A: Oh, we played on that. Because right from the beginning I said I refuse to sing with an American accent, like all of the others. We’ve got to be different. I’m always going to sing with my accent. And sometimes I’ll change accents.
English people will know “Mrs. Brown, You’ve Got a Lovely Daughter” is from Yorkshire or maybe Manchester. “Leaning on the Lamppost,” I’m definitely from Yorkshire. “Henry the VIII,” I’m from London.
Q: What were the other factors to your success?
A: We were the biggest act in America in 1965 because the Beatles were deciding not to tour, and they were going to go into the studio and make “Sgt. Pepper” and whatever they were doing. We would see them in the studio, we didn’t know what they were up to, we just knew that they weren’t touring.
Q: In addition to covering songs by Sam Cooke and the Rays, you had hits from a lot of great songwriters of the day. Were they all pitched to you?
A: That’s what happens. And then the Monkees came along, and they got all the songs pitched to them that would have come to us. But we knew that would be the case. We knew right behind Bobby Rydell would be Fabian, and right behind Fabian would be someone else. We knew there was an order to things. We had a good run. I think we had about 20 hits when we got to “There’s a Kind of Hush.”
Q: Why do you close your set with “There’s a Kind of Hush”?

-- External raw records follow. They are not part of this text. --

use std::env;

use thiserror::Error;

use crate::schemas::House;

#[derive(Error, Debug, PartialEq)]
pub enum ConfigError {
    #[error("Invalid value for {name}: {value}")]
    InvalidVar { name: &'static str, value: String },
}

#[derive(Clone, Debug, PartialEq)]
pub struct Config {
    pub host: String,
    pub port: u16,
    /// No house configured means every dashboard asks to create or join one.
    pub house: Option<House>,
    /// Allowed CORS origin; any origin when unset.
    pub cors_origin: Option<String>,
}

impl Config {
    pub fn from_env() -> Result<Self, ConfigError> {
        Self::from_lookup(|name| env::var(name).ok())
    }

    fn from_lookup(lookup: impl Fn(&str) -> Option<String>) -> Result<Self, ConfigError> {
        let port = match lookup("HOUSEMATE_PORT") {
            Some(value) => value
                .parse()
                .map_err(|_| ConfigError::InvalidVar {
                    name: "HOUSEMATE_PORT",
                    value,
                })?,
            None => 8080,
        };
        let house = lookup("HOUSEMATE_HOUSE_NAME")
            .filter(|name| !name.trim().is_empty())
            .map(|name| House {
                id: lookup("HOUSEMATE_HOUSE_ID").unwrap_or_else(|| "house".to_string()),
                name,
            });
        Ok(Config {
            host: lookup("HOUSEMATE_HOST").unwrap_or_else(|| "0.0.0.0".to_string()),
            port,
            house,
            cors_origin: lookup("HOUSEMATE_CORS_ORIGIN"),
        })
    }
}

#[cfg(test)]
mod tests {
    use super::*;
    use std::collections::HashMap;

    fn config_from(vars: &[(&str, &str)]) -> Result<Config, ConfigError> {
        let vars: HashMap<String, String> = vars
            .iter()
            .map(|(k, v)| (k.to_string(), v.to_string()))
            .collect();
        Config::from_lookup(|name| vars.get(name).cloned())
    }

    #[test]
    fn defaults() {
        let config = config_from(&[]).unwrap();
        assert_eq!(config.host, "0.0.0.0");
        assert_eq!(config.port, 8080);
        assert_eq!(config.house, None);
        assert_eq!(config.cors_origin, None);
    }

    #[test]
    fn reads_house_and_port() {
        let config = config_from(&[
            ("HOUSEMATE_PORT", "9000"),
            ("HOUSEMATE_HOUSE_NAME", "Maple Street"),
            ("HOUSEMATE_HOUSE_ID", "maple"),
        ])
        .unwrap();
        assert_eq!(config.port, 9000);
        assert_eq!(
            config.house,
            Some(House {
                id: "maple".to_string(),
                name: "Maple Street".to_string(),
            })
        );
    }

    #[test]
    fn rejects_bad_port() {
        assert_eq!(
            config_from(&[("HOUSEMATE_PORT", "eighty")]),
            Err(ConfigError::InvalidVar {
                name: "HOUSEMATE_PORT",
                value: "eighty".to_string(),
            })
        );
    }
}
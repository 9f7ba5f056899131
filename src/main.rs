use actix_cors::Cors;
use actix_web::{get, post, put, web, App, HttpResponse, HttpServer};
use chrono::{DateTime, Utc};
use serde::{Deserialize, Serialize};
use tokio::sync::RwLock;
use tracing_subscriber::{layer::SubscriberExt, util::SubscriberInitExt};

mod balance;
mod chores;
mod config;
mod dashboard;
mod error;
mod exchange;
mod money;
mod schemas;
mod store;

use crate::balance::compute_user_balance;
use crate::config::Config;
use crate::dashboard::build_dashboard;
use crate::error::ApiError;
use crate::exchange::{pairwise_debts, settlement_plan};
use crate::schemas::{Chore, Contribution, Expense, Note, User};
use crate::store::HouseStore;

type SharedStore = web::Data<RwLock<HouseStore>>;

#[derive(Deserialize, Serialize)]
struct DisplayNameJson {
    display_name: String,
}

#[derive(Deserialize)]
struct DashboardQuery {
    now: Option<DateTime<Utc>>,
}

#[put("/users/{id}")]
async fn put_user(
    store: SharedStore,
    id: web::Path<String>,
    json: web::Json<DisplayNameJson>,
) -> Result<HttpResponse, ApiError> {
    let user = User {
        id: id.into_inner(),
        display_name: json.into_inner().display_name,
    };
    let user_id = user.id.clone();
    let created = store.write().await.upsert_user(user).map_err(|err| {
        tracing::warn!(user = %user_id, "rejected user: {}", err);
        err
    })?;
    tracing::info!(user = %user_id, created, "user saved");
    if created {
        Ok(HttpResponse::Created().body("User added"))
    } else {
        Ok(HttpResponse::Ok().body("User updated"))
    }
}

#[get("/users/{id}/balance")]
async fn get_balance(store: SharedStore, id: web::Path<String>) -> HttpResponse {
    let store = store.read().await;
    let balance = compute_user_balance(store.user(&id), store.expenses(), store.contributions());
    HttpResponse::Ok().json(balance)
}

#[get("/users/{id}/dashboard")]
async fn get_dashboard(
    store: SharedStore,
    id: web::Path<String>,
    query: web::Query<DashboardQuery>,
) -> Result<HttpResponse, ApiError> {
    let now = query.now.unwrap_or_else(Utc::now);
    let store = store.read().await;
    let dashboard = build_dashboard(store.dashboard_inputs(&id), now)?;
    Ok(HttpResponse::Ok().json(dashboard))
}

#[post("/expenses")]
async fn add_expense(
    store: SharedStore,
    expense: web::Json<Expense>,
) -> Result<HttpResponse, ApiError> {
    let expense = expense.into_inner();
    let expense_id = expense.id.clone();
    store.write().await.add_expense(expense).map_err(|err| {
        tracing::warn!(expense = %expense_id, "rejected expense: {}", err);
        err
    })?;
    tracing::info!(expense = %expense_id, "expense added");
    Ok(HttpResponse::Created().body("Expense added"))
}

#[post("/contributions")]
async fn add_contribution(
    store: SharedStore,
    contribution: web::Json<Contribution>,
) -> Result<HttpResponse, ApiError> {
    let contribution = contribution.into_inner();
    let contribution_id = contribution.id.clone();
    store
        .write()
        .await
        .add_contribution(contribution)
        .map_err(|err| {
            tracing::warn!(contribution = %contribution_id, "rejected contribution: {}", err);
            err
        })?;
    tracing::info!(contribution = %contribution_id, "contribution added");
    Ok(HttpResponse::Created().body("Contribution added"))
}

#[post("/chores")]
async fn add_chore(store: SharedStore, chore: web::Json<Chore>) -> Result<HttpResponse, ApiError> {
    let chore = chore.into_inner();
    let chore_id = chore.id.clone();
    store.write().await.add_chore(chore).map_err(|err| {
        tracing::warn!(chore = %chore_id, "rejected chore: {}", err);
        err
    })?;
    tracing::info!(chore = %chore_id, "chore added");
    Ok(HttpResponse::Created().body("Chore added"))
}

#[post("/notes")]
async fn add_note(store: SharedStore, note: web::Json<Note>) -> Result<HttpResponse, ApiError> {
    let note = note.into_inner();
    let note_id = note.id.clone();
    store.write().await.add_note(note).map_err(|err| {
        tracing::warn!(note = %note_id, "rejected note: {}", err);
        err
    })?;
    tracing::info!(note = %note_id, "note added");
    Ok(HttpResponse::Created().body("Note added"))
}

#[get("/ledger/debts")]
async fn get_debts(store: SharedStore) -> HttpResponse {
    let store = store.read().await;
    HttpResponse::Ok().json(pairwise_debts(store.expenses(), store.contributions()))
}

#[get("/ledger/settlement")]
async fn get_settlement(store: SharedStore) -> HttpResponse {
    let store = store.read().await;
    HttpResponse::Ok().json(settlement_plan(store.expenses(), store.contributions()))
}

fn routes(cfg: &mut web::ServiceConfig) {
    cfg.service(put_user)
        .service(get_balance)
        .service(get_dashboard)
        .service(add_expense)
        .service(add_contribution)
        .service(add_chore)
        .service(add_note)
        .service(get_debts)
        .service(get_settlement);
}

fn cors(origin: Option<&str>) -> Cors {
    match origin {
        Some(origin) => Cors::default()
            .allowed_origin(origin)
            .allow_any_method()
            .allow_any_header(),
        None => Cors::permissive(),
    }
}

#[actix_web::main]
async fn main() -> std::io::Result<()> {
    tracing_subscriber::registry()
        .with(tracing_subscriber::EnvFilter::new(
            std::env::var("RUST_LOG").unwrap_or_else(|_| "housemate=info".into()),
        ))
        .with(tracing_subscriber::fmt::layer())
        .init();

    let config = Config::from_env()
        .map_err(|err| std::io::Error::new(std::io::ErrorKind::InvalidInput, err))?;
    match &config.house {
        Some(house) => tracing::info!(house = %house.name, "serving house"),
        None => tracing::info!("no house configured, every user will be asked to create or join one"),
    }

    let store = web::Data::new(RwLock::new(HouseStore::new(config.house.clone())));
    let cors_origin = config.cors_origin.clone();

    tracing::info!("Listening on {}:{}", config.host, config.port);
    HttpServer::new(move || {
        App::new()
            .wrap(cors(cors_origin.as_deref()))
            .app_data(store.clone())
            .configure(routes)
    })
    .bind((config.host.as_str(), config.port))?
    .run()
    .await
}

A: You know, for some reason it touches people. I say, “There’s a kind of hush,” and they all sing, “all over the world.” And we do “Ferry Cross the Mersey” (by Gerry and the Pacemakers), and for some reason that touches people. There’s this line in it – “we don’t care what your name is boy, we’ll never turn you away.” Because in Liverpool they have the Liver Building, which is like the Statue of Liberty, which says welcome. So you know, that’s pretty poignant right now.